Ancak Allah Resulü’nün (asm) dekoratif amaçlı resimlere ve desenlere izin verdiği de hadis ve yaşam örneklerinde mevcuttur. Yine bazı hadislerinde, üzerinde resim bulunan perdeleri kesip, onlardan üzerinde oturulan minder yapılmasını tavsiye etmesi, böyle canlı hayvan resimlerinin minder, yastık, halı, kilim gibi eşya üzerinde dekoratif amaçlı bulunmasında bir sakınca olmadığına bir örnektir.

Eski dönemlerde ressamlık ve heykeltraşlık mesleği, daha çok kilise ve mabetlere tapınma amaçlı resim ve heykel üreten meslekler oldukları için, bazı hadislerde resim ve heykel yapılmasına iyi nazarla bakılmadığı da açıkça görülmektedir.

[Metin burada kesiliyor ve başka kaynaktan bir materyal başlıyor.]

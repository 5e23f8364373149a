//! Dispatch logic: extract params from ArgMatches and convert to command args.
//!
//! This module contains:
//! - `*Params` structs that mirror command `*Args` but are populated from clap
//! - `from_matches()` extractors
//! - `Into<*Args>` impls to bridge dispatch → command handlers

use std::path::PathBuf;

use clap::ArgMatches;
use typelib_compiler::CompileOptions;

use super::ColorChoice;
use crate::commands::compile::{CompileArgs, OutputFormat};
use crate::commands::dump::DumpArgs;

pub struct CompileParams {
    pub forest_path: PathBuf,
    pub output: Option<PathBuf>,
    pub format: OutputFormat,
    pub strict: bool,
    pub includes: Vec<String>,
}

impl CompileParams {
    pub fn from_matches(m: &ArgMatches) -> Self {
        Self {
            forest_path: m
                .get_one::<PathBuf>("forest_path")
                .cloned()
                .unwrap_or_default(),
            output: m.get_one::<PathBuf>("output").cloned(),
            format: parse_format(m),
            strict: m.get_flag("strict"),
            includes: m
                .get_many::<String>("include")
                .map(|v| v.cloned().collect())
                .unwrap_or_default(),
        }
    }
}

impl From<CompileParams> for CompileArgs {
    fn from(p: CompileParams) -> Self {
        let options = p
            .includes
            .into_iter()
            .fold(CompileOptions::new().strict(p.strict), |o, ns| o.include(ns));
        Self {
            forest_path: p.forest_path,
            output: p.output,
            format: p.format,
            options,
        }
    }
}

pub struct DumpParams {
    pub typelib_path: PathBuf,
    pub color: ColorChoice,
}

impl DumpParams {
    pub fn from_matches(m: &ArgMatches) -> Self {
        Self {
            typelib_path: m
                .get_one::<PathBuf>("typelib_path")
                .cloned()
                .unwrap_or_default(),
            color: parse_color(m),
        }
    }
}

impl From<DumpParams> for DumpArgs {
    fn from(p: DumpParams) -> Self {
        Self {
            typelib_path: p.typelib_path,
            color: p.color.should_colorize(),
        }
    }
}

/// Default log filter for a `-v` count.
pub fn log_level(verbose: u8) -> &'static str {
    match verbose {
        0 => "warn",
        1 => "info",
        2 => "debug",
        _ => "trace",
    }
}

fn parse_format(m: &ArgMatches) -> OutputFormat {
    match m.get_one::<String>("format").map(|s| s.as_str()) {
        Some("c") => OutputFormat::CSource,
        _ => OutputFormat::Binary,
    }
}

fn parse_color(m: &ArgMatches) -> ColorChoice {
    match m.get_one::<String>("color").map(|s| s.as_str()) {
        Some("always") => ColorChoice::Always,
        Some("never") => ColorChoice::Never,
        _ => ColorChoice::Auto,
    }
}
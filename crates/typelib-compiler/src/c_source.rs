//! C rendering of a typelib.
//!
//! Produces a translation unit holding the typelib as a byte array, plus a
//! constructor that loads it into the default repository when the library
//! loads and a destructor that frees it on unload.

use std::fmt::Write as _;

use crate::artifact::Artifact;

const BYTES_PER_LINE: usize = 12;

/// Render the artifact as C source.
pub fn render(artifact: &Artifact) -> String {
    let ident = c_identifier(artifact.namespace());
    let namespace = c_string(artifact.namespace());
    let bytes = artifact.bytes();
    let mut out = String::new();

    writeln!(
        out,
        "/* typelib for namespace {} */",
        artifact.namespace().replace("*/", "* /")
    )
    .unwrap();
    writeln!(out).unwrap();
    writeln!(out, "#include <girepository.h>").unwrap();
    writeln!(out).unwrap();
    writeln!(
        out,
        "static const guint8 {ident}_typelib_data[{}] = {{",
        bytes.len()
    )
    .unwrap();
    for line in bytes.chunks(BYTES_PER_LINE) {
        let cells: Vec<_> = line.iter().map(|b| format!("0x{b:02x}")).collect();
        writeln!(out, "  {},", cells.join(", ")).unwrap();
    }
    writeln!(out, "}};").unwrap();
    writeln!(out).unwrap();
    writeln!(out, "static GITypelib *{ident}_typelib;").unwrap();
    writeln!(out).unwrap();

    writeln!(out, "__attribute__((constructor)) static void").unwrap();
    writeln!(out, "register_{ident}_typelib (void)").unwrap();
    writeln!(out, "{{").unwrap();
    writeln!(out, "  GError *error = NULL;").unwrap();
    writeln!(out).unwrap();
    writeln!(
        out,
        "  {ident}_typelib = g_typelib_new_from_const_memory ("
    )
    .unwrap();
    writeln!(
        out,
        "      {ident}_typelib_data, sizeof ({ident}_typelib_data), &error);"
    )
    .unwrap();
    writeln!(out, "  if ({ident}_typelib == NULL").unwrap();
    writeln!(
        out,
        "      || g_irepository_load_typelib (NULL, {ident}_typelib, 0, &error) == NULL)"
    )
    .unwrap();
    writeln!(out, "    {{").unwrap();
    writeln!(
        out,
        "      g_warning (\"failed to load typelib %s: %s\", {namespace}, error->message);"
    )
    .unwrap();
    writeln!(out, "      g_clear_error (&error);").unwrap();
    writeln!(out, "    }}").unwrap();
    writeln!(out, "}}").unwrap();
    writeln!(out).unwrap();

    writeln!(out, "__attribute__((destructor)) static void").unwrap();
    writeln!(out, "unregister_{ident}_typelib (void)").unwrap();
    writeln!(out, "{{").unwrap();
    writeln!(out, "  g_clear_pointer (&{ident}_typelib, g_typelib_free);").unwrap();
    writeln!(out, "}}").unwrap();

    out
}

/// Quoted C string literal. Non-printable bytes use three-digit octal
/// escapes, which cannot run into a following digit.
pub(crate) fn c_string(s: &str) -> String {
    let mut out = String::with_capacity(s.len() + 2);
    out.push('"');
    for b in s.bytes() {
        match b {
            b'"' => out.push_str("\\\""),
            b'\\' => out.push_str("\\\\"),
            b'?' => out.push_str("\\?"),
            0x20..=0x7e => out.push(b as char),
            _ => write!(out, "\\{b:03o}").unwrap(),
        }
    }
    out.push('"');
    out
}

/// Lowercase identifier derived from a namespace name.
pub(crate) fn c_identifier(namespace: &str) -> String {
    let mut ident: String = namespace
        .chars()
        .map(|c| {
            if c.is_ascii_alphanumeric() {
                c.to_ascii_lowercase()
            } else {
                '_'
            }
        })
        .collect();
    if ident.is_empty() || ident.starts_with(|c: char| c.is_ascii_digit()) {
        ident.insert(0, '_');
    }
    ident
}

Ayrıca sanatçıların kendilerini bir sanat eseri yaratmış duygusuna kapılmalarını da hoş karşılamazdı. Hatta meşhurdur ki, Mikelanjelo Musa Heykelini yaptığı zaman eserin gerçekçiliği karşısında çekicini fırlatıp “Konuş yâ Musa” diye haykırır. Belki de Da Vinci gibi “Sanatçı, ilahi sanatın öğrencisi olmalıdır” tavsiyesini dinlemeliydi. Bu yüzden eser yaratmış havasına giren sanatçıları, içine düştükleri itikadi tehlikeye karşı uyaran hadislere de dikkat etmek gerektir. Çünkü şirk affedilmeyecek günahlardandır.

 

Kaynak:

1. Tirmizi, İlim 19; İbn Mâce, Zühd 17.